[Saved data entries]
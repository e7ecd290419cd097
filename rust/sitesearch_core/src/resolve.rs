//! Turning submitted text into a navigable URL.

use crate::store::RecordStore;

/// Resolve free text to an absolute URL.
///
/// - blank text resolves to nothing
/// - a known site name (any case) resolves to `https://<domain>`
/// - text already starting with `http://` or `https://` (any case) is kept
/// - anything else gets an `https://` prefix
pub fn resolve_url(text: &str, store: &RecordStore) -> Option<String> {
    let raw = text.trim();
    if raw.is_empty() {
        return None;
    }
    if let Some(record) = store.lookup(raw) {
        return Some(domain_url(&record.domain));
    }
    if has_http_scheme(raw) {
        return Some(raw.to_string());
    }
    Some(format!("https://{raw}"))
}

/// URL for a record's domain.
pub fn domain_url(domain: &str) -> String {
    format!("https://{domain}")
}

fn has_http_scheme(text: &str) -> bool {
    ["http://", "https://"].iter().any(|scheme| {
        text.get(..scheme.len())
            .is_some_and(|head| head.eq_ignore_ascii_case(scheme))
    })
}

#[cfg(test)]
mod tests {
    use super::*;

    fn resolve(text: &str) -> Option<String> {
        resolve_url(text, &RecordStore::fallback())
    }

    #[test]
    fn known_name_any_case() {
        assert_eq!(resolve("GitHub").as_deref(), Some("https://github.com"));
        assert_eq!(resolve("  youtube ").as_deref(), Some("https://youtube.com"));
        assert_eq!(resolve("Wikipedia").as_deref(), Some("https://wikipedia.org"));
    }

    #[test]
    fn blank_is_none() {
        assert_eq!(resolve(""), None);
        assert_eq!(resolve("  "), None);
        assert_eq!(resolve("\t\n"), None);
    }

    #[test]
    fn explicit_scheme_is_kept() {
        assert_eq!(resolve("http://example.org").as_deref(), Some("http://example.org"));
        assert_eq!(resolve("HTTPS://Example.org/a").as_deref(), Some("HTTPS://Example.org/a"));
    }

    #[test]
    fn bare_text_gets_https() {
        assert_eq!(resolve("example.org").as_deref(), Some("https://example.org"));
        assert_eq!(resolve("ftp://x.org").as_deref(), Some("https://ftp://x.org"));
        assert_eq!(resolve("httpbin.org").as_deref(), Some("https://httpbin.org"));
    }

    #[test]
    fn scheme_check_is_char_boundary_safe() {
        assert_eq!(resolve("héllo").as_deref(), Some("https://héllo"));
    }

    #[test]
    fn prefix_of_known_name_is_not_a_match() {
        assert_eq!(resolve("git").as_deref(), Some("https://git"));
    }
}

__TASK REQUIREMENTS__:
Look above for the line containing "an absolute URL.". Output from there through the line containing "text.get(..scheme.len())", exactly and inclusively.

__TASK RESPONSE__:
/// Resolve free text to an absolute URL.
///
/// - blank text resolves to nothing
/// - a known site name (any case) resolves to `https://<domain>`
/// - text already starting with `http://` or `https://` (any case) is kept
/// - anything else gets an `https://` prefix
pub fn resolve_url(text: &str, store: &RecordStore) -> Option<String> {
    let raw = text.trim();
    if raw.is_empty() {
        return None;
    }
    if let Some(record) = store.lookup(raw) {
        return Some(domain_url(&record.domain));
    }
    if has_http_scheme(raw) {
        return Some(raw.to_string());
    }
    Some(format!("https://{raw}"))
}

/// URL for a record's domain.
pub fn domain_url(domain: &str) -> String {
    format!("https://{domain}")
}

fn has_http_scheme(text: &str) -> bool {
    ["http://", "https://"].iter().any(|scheme| {
        text.get(..scheme.len())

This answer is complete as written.